Document Type Definition

If the XML declaration isn't used, the first line in the document must be the Document Type Definition (DTD), or DOCTYPE. This statement is used to "set out the rules and regulations for using HTML in a succinct and definitive manner" (W3C). Failure to use a full DTD could send your visitor's browser into 'quirks' mode, causing it to behave like a version 4 browser (interestingly, a large number of Web pages do not use the doctype statement; many of them are Web development sites). There are three doctypes available for XHTML: strict, transitional, and frameset. Be careful as these declarations are case-sensitive.

The strict DTD is used for documents containing only clean, pure structural mark-up. In these documents, all the mark-up associated with the layout comes from Cascading Style Sheets (CSS).

<!DOCTYPE html PUBLIC "-//W3C//DTD XHTML 1.0 Strict//EN" "http://www.w3.org/TR/xhtml1/DTD/xhtml1-strict.dtd">

The transitional DTD is used when your visitors may have older browsers that can't understand CSS too well. You can use many of HTML's presentational features with this DTD.

<!DOCTYPE html PUBLIC "-//W3C//DTD XHTML 1.0 Transitional//EN" "http://www.w3.org/TR/xhtml1/DTD/xhtml1-transitional.dtd">

Finally, use the frameset DTD when you want to use HTML to partition the browser window into two or more frames.

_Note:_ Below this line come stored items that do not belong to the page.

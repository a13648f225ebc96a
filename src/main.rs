use std::path::PathBuf;

use anyhow::{Context, Result};
use clap::{Parser, Subcommand};
use pgstore::config::StoreConfig;
use pgstore::db::{create_pool, Executor, PgExecutor, RecordingExecutor};
use pgstore::store::{Operation, PurgeFlags, Storage, StoreError};
use tracing_subscriber::EnvFilter;

/// Historian storage requests against PostgreSQL
#[derive(Parser)]
#[command(version, about)]
struct Cli {
    /// Config file (defaults to the per-user pgstore/config.toml)
    #[arg(long, global = true)]
    config: Option<PathBuf>,

    /// Print the generated SQL instead of running it
    #[arg(long, global = true)]
    dry_run: bool,

    #[command(subcommand)]
    command: Command,
}

/// Payload arguments take JSON text, or `@path` to read it from a file.
#[derive(Subcommand)]
enum Command {
    /// Query a table
    Retrieve { table: String, payload: Option<String> },
    /// Insert one row
    Insert { table: String, payload: String },
    /// Update rows
    Update { table: String, payload: String },
    /// Delete rows; without a payload every row goes
    Delete { table: String, payload: Option<String> },
    /// Append a batch of readings
    Append { payload: String },
    /// Fetch a block of readings by id
    Fetch {
        #[arg(long)]
        id: u64,
        #[arg(long)]
        size: u64,
    },
    /// Remove readings older than a number of hours
    Purge {
        /// Age in hours; 0 uses the age of the oldest reading
        #[arg(long)]
        age: u64,
        /// 0x01 retains readings that have not been sent
        #[arg(long, default_value_t = 0)]
        flags: u32,
        /// Id of the last reading sent
        #[arg(long, default_value_t = 0)]
        sent: u64,
    },
    /// Report the on-disk size of a table
    TableSize { table: String },
}

impl Command {
    fn into_request(self) -> (Operation, String, Option<String>) {
        match self {
            Command::Retrieve { table, payload } => (Operation::Retrieve, table, payload),
            Command::Insert { table, payload } => (Operation::Insert, table, Some(payload)),
            Command::Update { table, payload } => (Operation::Update, table, Some(payload)),
            Command::Delete { table, payload } => (Operation::Delete, table, payload),
            Command::Append { payload } => (Operation::AppendReadings, String::new(), Some(payload)),
            Command::Fetch { id, size } => (Operation::FetchReadings { id, size }, String::new(), None),
            Command::Purge { age, flags, sent } => (
                Operation::PurgeReadings {
                    age,
                    flags: PurgeFlags::from_bits(flags),
                    sent,
                },
                String::new(),
                None,
            ),
            Command::TableSize { table } => (Operation::TableSize, table, None),
        }
    }
}

#[tokio::main]
async fn main() -> Result<()> {
    tracing_subscriber::fmt()
        .with_env_filter(
            EnvFilter::try_from_default_env().unwrap_or_else(|_| EnvFilter::new("pgstore=info")),
        )
        .with_writer(std::io::stderr)
        .init();

    let cli = Cli::parse();

    let mut config = match &cli.config {
        Some(path) => StoreConfig::load(path)?,
        None => StoreConfig::load_default()?,
    };
    let (operation, table, payload) = cli.command.into_request();
    let payload = match payload {
        Some(arg) => read_payload(&arg)?,
        None => String::new(),
    };

    let outcome = if cli.dry_run {
        let storage = storage(&config, RecordingExecutor::new());
        let outcome = storage.handle(operation, &table, &payload).await;
        for sql in storage.executor().statements() {
            println!("{}", sql);
        }
        outcome.map(|_| ())
    } else {
        // Resolve password: PGPASSWORD env var, then interactive prompt
        if config.connection.password.is_empty() {
            if let Ok(pw) = std::env::var("PGPASSWORD") {
                config.connection.password = pw;
            } else if std::env::var(pgstore::db::CONNECTION_ENV).is_err() {
                let prompt = format!("Password for {}: ", config.connection.display_string());
                config.connection.password = rpassword::read_password_from_tty(Some(&prompt))?;
            }
        }
        let pool = create_pool(&config.connection, config.pool_size)?;
        let storage = storage(&config, PgExecutor::new(pool));
        storage
            .handle(operation, &table, &payload)
            .await
            .map(|reply| println!("{:#}", reply))
    };

    if let Err(err) = outcome {
        report(&err);
        std::process::exit(1);
    }
    Ok(())
}

fn storage<E: Executor>(config: &StoreConfig, executor: E) -> Storage<E> {
    Storage::new(executor)
        .with_compiler(config.compiler())
        .with_null_policy(config.null_policy)
        .with_sql_logging(config.log_sql)
}

fn read_payload(arg: &str) -> Result<String> {
    match arg.strip_prefix('@') {
        Some(path) => std::fs::read_to_string(path)
            .with_context(|| format!("Failed to read payload file: {}", path)),
        None => Ok(arg.to_string()),
    }
}

fn report(err: &StoreError) {
    match err.backend() {
        Some(backend) => eprintln!("Error: {}\n{}", err, backend.report()),
        None => eprintln!("Error: {}", err),
    }
}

<!DOCTYPE html PUBLIC "-//W3C//DTD XHTML 1.0 Frameset//EN" "http://www.w3.org/TR/xhtml1/DTD/xhtml1-frameset.dtd">

The DTD files referenced above are plain text files. You can enter the URL and download them. There is nothing earth-shattering in the files but you'll be able to see what the browser is reading.

The XML Namespace

The next line in our document is the XML namespace. This statement identifies the primary namespace used throughout the document. An XML namespace "is a collection of names, identified by a URI reference, which are used in XML documents as element types and attribute names" (W3C). The html tag is included at the beginning, effectively combining the two tags. In addition, the language attribute is also included, in both XML (xml:lang="en") and HTML (lang="en") terms.

The Wrap-Up

The rest of the header shown is basic HTML code. The head tag opens the header and must be closed before the body tag. The title tag follows the opening header tag. Next, the meta tags and the link to the style sheet, if necessary, are included. Be sure to close the meta and style sheet link tags with " />". Remember, in XHTML, all tags and attributes must be lower case and all tags, except the DOCTYPE, must be closed.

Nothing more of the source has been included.